Your assignment: An exact transcription of the lines below, from the first through the one containing "let mut records", is the only output wanted.

-------

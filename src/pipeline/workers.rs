//! # Pipeline Workers
//!
//! Runs extraction jobs on a fixed pool of scoped threads. Results are
//! reassembled by job index so the merged sequence is the same as a
//! sequential run.

use std::thread;

use crossbeam_channel::{bounded, unbounded};
use tracing::debug;

use crate::artefact::Artefact;
use crate::discovery::ProfileTarget;
use crate::extract::{Extractor, run_extractor};

/// One extractor applied to one profile.
pub struct ExtractJob<'a> {
    pub target: &'a ProfileTarget,
    pub extractor: &'a dyn Extractor,
}

impl ExtractJob<'_> {
    /// Run the extractor and attach the profile owner and browser.
    pub fn run(&self) -> Vec<Artefact> {
        let mut records = run_extractor(self.extractor, &self.target.paths);
        for record in &mut records {
            record.decorate(&self.target.user, self.target.browser);
        }
        records
    }
}

pub fn run_sequential(jobs: &[ExtractJob<'_>]) -> Vec<Vec<Artefact>> {
    jobs.iter().map(ExtractJob::run).collect()
}

/// Run `jobs` on `workers` threads. The output has one entry per job, in job
/// order.
pub fn run_parallel(jobs: &[ExtractJob<'_>], workers: usize) -> Vec<Vec<Artefact>> {
    let worker_count = workers.max(1).min(jobs.len().max(1));
    let (job_tx, job_rx) = bounded::<usize>(jobs.len().max(1));
    let (result_tx, result_rx) = unbounded::<(usize, Vec<Artefact>)>();

    for idx in 0..jobs.len() {
        // capacity equals the job count, never blocks
        let _ = job_tx.send(idx);
    }
    drop(job_tx);

    thread::scope(|scope| {
        for worker in 0..worker_count {
            let job_rx = job_rx.clone();
            let result_tx = result_tx.clone();
            scope.spawn(move || {
                for idx in job_rx {
                    let job = &jobs[idx];
                    debug!(
                        worker,
                        user = %job.target.user,
                        "running {}::{}",
                        job.target.browser.as_str(),
                        job.extractor.name()
                    );
                    if result_tx.send((idx, job.run())).is_err() {
                        break;
                    }
                }
            });
        }
    });
    drop(result_tx);

    let mut slots: Vec<Vec<Artefact>> = (0..jobs.len()).map(|_| Vec::new()).collect();
    for (idx, records) in result_rx {
        slots[idx] = records;
    }
    slots
}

-------

Answer box:
filename src/pipeline/workers.rs
//! # Pipeline Workers
//!
//! Runs extraction jobs on a fixed pool of scoped threads. Results are
//! reassembled by job index so the merged sequence is the same as a
//! sequential run.

use std::thread;

use crossbeam_channel::{bounded, unbounded};
use tracing::debug;

use crate::artefact::Artefact;
use crate::discovery::ProfileTarget;
use crate::extract::{Extractor, run_extractor};

/// One extractor applied to one profile.
pub struct ExtractJob<'a> {
    pub target: &'a ProfileTarget,
    pub extractor: &'a dyn Extractor,
}

impl ExtractJob<'_> {
    /// Run the extractor and attach the profile owner and browser.
    pub fn run(&self) -> Vec<Artefact> {
        let mut records = run_extractor(self.extractor, &self.target.paths);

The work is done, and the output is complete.